*** Opening of Information provided ***

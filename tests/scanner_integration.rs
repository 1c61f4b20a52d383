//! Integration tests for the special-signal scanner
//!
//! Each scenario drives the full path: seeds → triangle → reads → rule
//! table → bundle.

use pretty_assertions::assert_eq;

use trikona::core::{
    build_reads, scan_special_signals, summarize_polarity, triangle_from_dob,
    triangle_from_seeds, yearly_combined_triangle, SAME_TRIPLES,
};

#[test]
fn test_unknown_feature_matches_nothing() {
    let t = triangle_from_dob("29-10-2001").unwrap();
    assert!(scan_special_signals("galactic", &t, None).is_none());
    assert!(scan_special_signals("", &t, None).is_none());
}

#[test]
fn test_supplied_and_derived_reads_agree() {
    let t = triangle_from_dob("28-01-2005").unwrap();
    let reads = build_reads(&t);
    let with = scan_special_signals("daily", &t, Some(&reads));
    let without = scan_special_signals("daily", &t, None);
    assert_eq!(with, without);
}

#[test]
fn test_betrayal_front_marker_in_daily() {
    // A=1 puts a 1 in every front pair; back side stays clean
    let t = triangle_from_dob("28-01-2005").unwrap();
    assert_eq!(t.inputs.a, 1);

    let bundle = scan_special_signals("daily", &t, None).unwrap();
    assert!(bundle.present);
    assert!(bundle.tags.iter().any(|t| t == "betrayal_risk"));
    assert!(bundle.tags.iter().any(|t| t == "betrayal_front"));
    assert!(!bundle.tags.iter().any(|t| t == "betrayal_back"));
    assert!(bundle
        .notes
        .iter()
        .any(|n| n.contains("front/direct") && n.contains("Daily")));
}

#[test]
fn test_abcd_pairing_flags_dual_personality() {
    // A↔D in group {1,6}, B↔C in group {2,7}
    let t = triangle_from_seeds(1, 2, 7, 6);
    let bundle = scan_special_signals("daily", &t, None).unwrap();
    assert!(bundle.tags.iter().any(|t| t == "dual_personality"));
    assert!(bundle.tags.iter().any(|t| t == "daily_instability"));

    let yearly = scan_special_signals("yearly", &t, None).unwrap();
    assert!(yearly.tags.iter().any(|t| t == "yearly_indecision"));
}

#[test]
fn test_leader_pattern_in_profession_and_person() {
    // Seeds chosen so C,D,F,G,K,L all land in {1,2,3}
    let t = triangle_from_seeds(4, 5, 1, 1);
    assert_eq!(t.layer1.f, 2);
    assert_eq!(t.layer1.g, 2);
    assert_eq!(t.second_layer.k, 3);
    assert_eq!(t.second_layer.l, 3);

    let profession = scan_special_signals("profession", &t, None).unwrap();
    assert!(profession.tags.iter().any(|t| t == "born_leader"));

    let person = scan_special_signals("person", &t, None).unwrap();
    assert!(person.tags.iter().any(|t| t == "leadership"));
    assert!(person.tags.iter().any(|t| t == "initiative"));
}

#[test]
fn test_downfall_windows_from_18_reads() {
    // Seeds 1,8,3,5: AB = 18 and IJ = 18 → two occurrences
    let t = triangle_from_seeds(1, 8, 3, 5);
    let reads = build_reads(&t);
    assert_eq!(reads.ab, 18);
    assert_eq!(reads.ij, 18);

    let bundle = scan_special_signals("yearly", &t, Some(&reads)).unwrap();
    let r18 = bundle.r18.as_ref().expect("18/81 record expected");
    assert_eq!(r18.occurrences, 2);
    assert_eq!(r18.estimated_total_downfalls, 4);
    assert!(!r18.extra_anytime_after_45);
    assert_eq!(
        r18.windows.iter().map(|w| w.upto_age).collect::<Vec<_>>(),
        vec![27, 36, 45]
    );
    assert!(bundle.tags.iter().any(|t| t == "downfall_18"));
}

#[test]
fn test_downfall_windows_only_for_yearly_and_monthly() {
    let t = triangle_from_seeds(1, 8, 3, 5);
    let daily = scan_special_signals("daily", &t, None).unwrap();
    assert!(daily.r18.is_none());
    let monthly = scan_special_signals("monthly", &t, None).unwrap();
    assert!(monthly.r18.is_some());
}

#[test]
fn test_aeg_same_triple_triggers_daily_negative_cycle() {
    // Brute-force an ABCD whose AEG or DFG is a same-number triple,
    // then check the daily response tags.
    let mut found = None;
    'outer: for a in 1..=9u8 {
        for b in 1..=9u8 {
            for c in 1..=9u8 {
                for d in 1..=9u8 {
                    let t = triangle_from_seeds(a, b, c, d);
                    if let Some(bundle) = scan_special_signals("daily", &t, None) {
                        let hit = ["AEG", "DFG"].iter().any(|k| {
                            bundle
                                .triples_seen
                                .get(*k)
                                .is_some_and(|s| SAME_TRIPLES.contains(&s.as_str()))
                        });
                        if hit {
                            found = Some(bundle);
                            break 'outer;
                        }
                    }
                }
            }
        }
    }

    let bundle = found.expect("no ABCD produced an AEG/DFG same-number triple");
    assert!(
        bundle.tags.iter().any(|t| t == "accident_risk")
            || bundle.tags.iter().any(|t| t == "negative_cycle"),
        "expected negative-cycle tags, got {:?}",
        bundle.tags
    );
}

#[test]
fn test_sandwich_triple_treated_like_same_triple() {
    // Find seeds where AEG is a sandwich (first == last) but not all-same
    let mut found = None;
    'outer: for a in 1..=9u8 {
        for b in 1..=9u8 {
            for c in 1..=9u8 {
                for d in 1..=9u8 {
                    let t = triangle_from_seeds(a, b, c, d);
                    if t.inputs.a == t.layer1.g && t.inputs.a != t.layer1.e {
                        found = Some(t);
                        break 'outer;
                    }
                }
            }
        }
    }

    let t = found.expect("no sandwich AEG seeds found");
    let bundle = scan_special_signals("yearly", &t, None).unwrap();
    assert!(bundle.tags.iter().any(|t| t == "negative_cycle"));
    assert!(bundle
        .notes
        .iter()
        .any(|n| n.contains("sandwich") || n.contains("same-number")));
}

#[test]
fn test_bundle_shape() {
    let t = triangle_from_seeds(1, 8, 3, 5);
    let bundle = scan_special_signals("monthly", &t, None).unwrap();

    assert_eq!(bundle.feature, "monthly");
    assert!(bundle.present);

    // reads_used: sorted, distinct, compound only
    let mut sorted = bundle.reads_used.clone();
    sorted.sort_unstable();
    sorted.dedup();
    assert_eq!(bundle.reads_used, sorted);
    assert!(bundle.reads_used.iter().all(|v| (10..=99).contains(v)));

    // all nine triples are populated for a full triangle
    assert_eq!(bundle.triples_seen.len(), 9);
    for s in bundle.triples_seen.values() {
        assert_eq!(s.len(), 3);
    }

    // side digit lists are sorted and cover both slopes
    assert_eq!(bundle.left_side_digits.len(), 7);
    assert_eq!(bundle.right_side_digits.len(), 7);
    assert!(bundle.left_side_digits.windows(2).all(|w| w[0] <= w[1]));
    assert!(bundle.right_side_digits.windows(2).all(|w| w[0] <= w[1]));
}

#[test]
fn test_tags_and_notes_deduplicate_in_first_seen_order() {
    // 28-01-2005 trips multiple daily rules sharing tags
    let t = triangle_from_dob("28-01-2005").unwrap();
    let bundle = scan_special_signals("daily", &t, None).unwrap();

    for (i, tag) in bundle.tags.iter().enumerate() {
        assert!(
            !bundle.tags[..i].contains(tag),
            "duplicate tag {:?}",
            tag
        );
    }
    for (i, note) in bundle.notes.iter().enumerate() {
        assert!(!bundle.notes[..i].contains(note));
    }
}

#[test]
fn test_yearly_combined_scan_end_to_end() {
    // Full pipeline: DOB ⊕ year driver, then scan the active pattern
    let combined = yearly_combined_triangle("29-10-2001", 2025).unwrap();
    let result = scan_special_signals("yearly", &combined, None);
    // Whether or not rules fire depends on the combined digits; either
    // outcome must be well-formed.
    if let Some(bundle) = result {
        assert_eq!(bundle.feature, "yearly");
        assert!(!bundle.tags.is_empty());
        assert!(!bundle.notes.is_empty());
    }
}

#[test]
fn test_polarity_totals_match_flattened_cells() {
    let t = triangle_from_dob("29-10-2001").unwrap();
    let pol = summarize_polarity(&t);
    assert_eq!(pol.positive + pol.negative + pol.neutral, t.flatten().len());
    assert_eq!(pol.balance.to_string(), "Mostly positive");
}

*** Close of Information provided ***
*** Opening of Information provided ***

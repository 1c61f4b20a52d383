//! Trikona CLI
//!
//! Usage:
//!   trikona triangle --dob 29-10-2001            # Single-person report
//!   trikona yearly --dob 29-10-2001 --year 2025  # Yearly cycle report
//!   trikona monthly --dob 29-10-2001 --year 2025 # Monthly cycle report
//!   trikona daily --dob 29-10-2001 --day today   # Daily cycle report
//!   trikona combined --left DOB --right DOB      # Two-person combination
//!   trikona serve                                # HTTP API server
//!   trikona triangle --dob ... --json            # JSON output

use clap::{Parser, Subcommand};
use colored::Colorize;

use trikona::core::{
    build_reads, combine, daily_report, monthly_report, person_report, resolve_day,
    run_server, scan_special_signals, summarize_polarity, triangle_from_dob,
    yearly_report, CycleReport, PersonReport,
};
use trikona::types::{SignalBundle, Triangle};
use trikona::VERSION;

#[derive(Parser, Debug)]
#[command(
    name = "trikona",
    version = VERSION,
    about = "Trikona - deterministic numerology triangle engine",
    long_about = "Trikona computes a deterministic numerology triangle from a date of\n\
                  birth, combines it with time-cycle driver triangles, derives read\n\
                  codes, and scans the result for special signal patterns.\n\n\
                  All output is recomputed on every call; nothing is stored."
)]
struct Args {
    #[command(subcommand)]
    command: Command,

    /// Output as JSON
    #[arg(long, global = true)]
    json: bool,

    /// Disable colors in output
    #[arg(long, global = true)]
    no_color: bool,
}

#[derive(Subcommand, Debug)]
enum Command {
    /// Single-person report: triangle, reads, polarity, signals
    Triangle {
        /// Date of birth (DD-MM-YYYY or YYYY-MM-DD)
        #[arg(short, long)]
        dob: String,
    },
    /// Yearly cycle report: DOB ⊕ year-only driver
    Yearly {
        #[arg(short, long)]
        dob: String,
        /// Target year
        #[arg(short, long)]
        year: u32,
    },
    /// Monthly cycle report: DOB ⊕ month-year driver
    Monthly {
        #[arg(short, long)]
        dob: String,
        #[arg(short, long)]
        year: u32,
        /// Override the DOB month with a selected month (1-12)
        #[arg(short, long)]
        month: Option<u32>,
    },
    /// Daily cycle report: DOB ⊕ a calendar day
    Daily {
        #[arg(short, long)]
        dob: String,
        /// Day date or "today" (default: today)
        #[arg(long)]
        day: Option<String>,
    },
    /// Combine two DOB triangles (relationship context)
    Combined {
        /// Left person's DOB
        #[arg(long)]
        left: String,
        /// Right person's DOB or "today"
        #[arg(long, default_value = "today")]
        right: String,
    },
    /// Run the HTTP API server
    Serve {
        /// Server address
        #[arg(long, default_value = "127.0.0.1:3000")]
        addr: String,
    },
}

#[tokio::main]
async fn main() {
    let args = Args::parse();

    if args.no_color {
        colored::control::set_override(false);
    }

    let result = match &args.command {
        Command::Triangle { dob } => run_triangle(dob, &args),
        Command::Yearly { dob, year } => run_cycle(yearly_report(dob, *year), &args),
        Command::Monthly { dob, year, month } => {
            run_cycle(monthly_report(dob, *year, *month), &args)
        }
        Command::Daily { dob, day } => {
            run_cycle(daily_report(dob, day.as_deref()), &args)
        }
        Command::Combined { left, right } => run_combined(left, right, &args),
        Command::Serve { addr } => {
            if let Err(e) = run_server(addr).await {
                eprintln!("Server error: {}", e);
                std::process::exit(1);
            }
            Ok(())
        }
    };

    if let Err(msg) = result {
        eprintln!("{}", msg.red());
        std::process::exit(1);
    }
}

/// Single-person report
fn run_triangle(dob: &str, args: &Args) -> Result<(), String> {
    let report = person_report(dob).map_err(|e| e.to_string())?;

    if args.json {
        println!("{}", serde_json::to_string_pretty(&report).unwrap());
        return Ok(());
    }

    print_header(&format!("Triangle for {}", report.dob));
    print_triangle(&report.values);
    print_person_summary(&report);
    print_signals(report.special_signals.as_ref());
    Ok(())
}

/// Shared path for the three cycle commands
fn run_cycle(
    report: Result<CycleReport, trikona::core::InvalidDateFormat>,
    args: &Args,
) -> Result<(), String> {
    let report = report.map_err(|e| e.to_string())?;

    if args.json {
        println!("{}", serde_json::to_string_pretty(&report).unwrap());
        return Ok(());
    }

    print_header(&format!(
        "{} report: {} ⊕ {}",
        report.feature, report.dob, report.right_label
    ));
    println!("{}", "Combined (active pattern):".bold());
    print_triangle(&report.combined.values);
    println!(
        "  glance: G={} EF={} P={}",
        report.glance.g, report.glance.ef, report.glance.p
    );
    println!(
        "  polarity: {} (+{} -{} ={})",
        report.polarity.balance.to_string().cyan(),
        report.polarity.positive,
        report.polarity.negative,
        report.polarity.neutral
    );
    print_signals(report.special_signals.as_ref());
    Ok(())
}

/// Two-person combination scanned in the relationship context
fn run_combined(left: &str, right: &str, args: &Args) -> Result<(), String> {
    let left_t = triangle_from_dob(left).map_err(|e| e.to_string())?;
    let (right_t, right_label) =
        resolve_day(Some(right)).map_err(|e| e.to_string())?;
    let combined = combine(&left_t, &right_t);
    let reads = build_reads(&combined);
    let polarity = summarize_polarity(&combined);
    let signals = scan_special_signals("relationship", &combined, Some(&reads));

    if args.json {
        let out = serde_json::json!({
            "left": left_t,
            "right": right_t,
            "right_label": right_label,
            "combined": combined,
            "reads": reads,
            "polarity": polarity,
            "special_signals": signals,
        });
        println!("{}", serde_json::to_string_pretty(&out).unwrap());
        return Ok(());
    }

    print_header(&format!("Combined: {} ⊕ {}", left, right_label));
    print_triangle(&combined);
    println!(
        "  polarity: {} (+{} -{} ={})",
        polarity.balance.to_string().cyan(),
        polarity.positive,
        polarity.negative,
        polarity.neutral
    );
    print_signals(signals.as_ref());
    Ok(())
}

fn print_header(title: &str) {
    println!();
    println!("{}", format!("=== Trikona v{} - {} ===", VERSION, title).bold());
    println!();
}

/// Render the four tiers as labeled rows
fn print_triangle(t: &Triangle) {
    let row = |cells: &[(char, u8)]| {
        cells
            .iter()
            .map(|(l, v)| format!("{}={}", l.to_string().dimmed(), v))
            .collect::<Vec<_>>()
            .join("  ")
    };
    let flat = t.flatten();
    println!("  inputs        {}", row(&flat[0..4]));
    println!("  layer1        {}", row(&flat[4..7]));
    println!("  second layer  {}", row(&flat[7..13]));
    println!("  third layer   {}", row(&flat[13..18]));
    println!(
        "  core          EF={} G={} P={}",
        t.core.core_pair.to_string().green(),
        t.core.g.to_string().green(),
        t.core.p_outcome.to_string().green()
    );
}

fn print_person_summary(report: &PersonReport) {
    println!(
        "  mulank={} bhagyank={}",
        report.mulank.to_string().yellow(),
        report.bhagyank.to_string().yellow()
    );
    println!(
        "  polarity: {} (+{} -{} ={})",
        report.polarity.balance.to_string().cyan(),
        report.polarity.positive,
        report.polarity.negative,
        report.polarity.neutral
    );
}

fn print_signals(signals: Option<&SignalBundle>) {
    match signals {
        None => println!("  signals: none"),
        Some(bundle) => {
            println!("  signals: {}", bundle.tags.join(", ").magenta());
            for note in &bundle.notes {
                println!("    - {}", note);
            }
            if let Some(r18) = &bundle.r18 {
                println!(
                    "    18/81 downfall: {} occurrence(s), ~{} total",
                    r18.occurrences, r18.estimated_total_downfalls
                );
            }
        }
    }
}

*** Close of Information provided ***

**Work instruction**
Using the data above, transcribe the lines that run from the line with "#[command(subcommand)]" to the line with "DOB ⊕ month-year driver", both ends kept, and output nothing else.

**Written answer**
    #[command(subcommand)]
    command: Command,

    /// Output as JSON
    #[arg(long, global = true)]
    json: bool,

    /// Disable colors in output
    #[arg(long, global = true)]
    no_color: bool,
}

#[derive(Subcommand, Debug)]
enum Command {
    /// Single-person report: triangle, reads, polarity, signals
    Triangle {
        /// Date of birth (DD-MM-YYYY or YYYY-MM-DD)
        #[arg(short, long)]
        dob: String,
    },
    /// Yearly cycle report: DOB ⊕ year-only driver
    Yearly {
        #[arg(short, long)]
        dob: String,
        /// Target year
        #[arg(short, long)]
        year: u32,
    },
    /// Monthly cycle report: DOB ⊕ month-year driver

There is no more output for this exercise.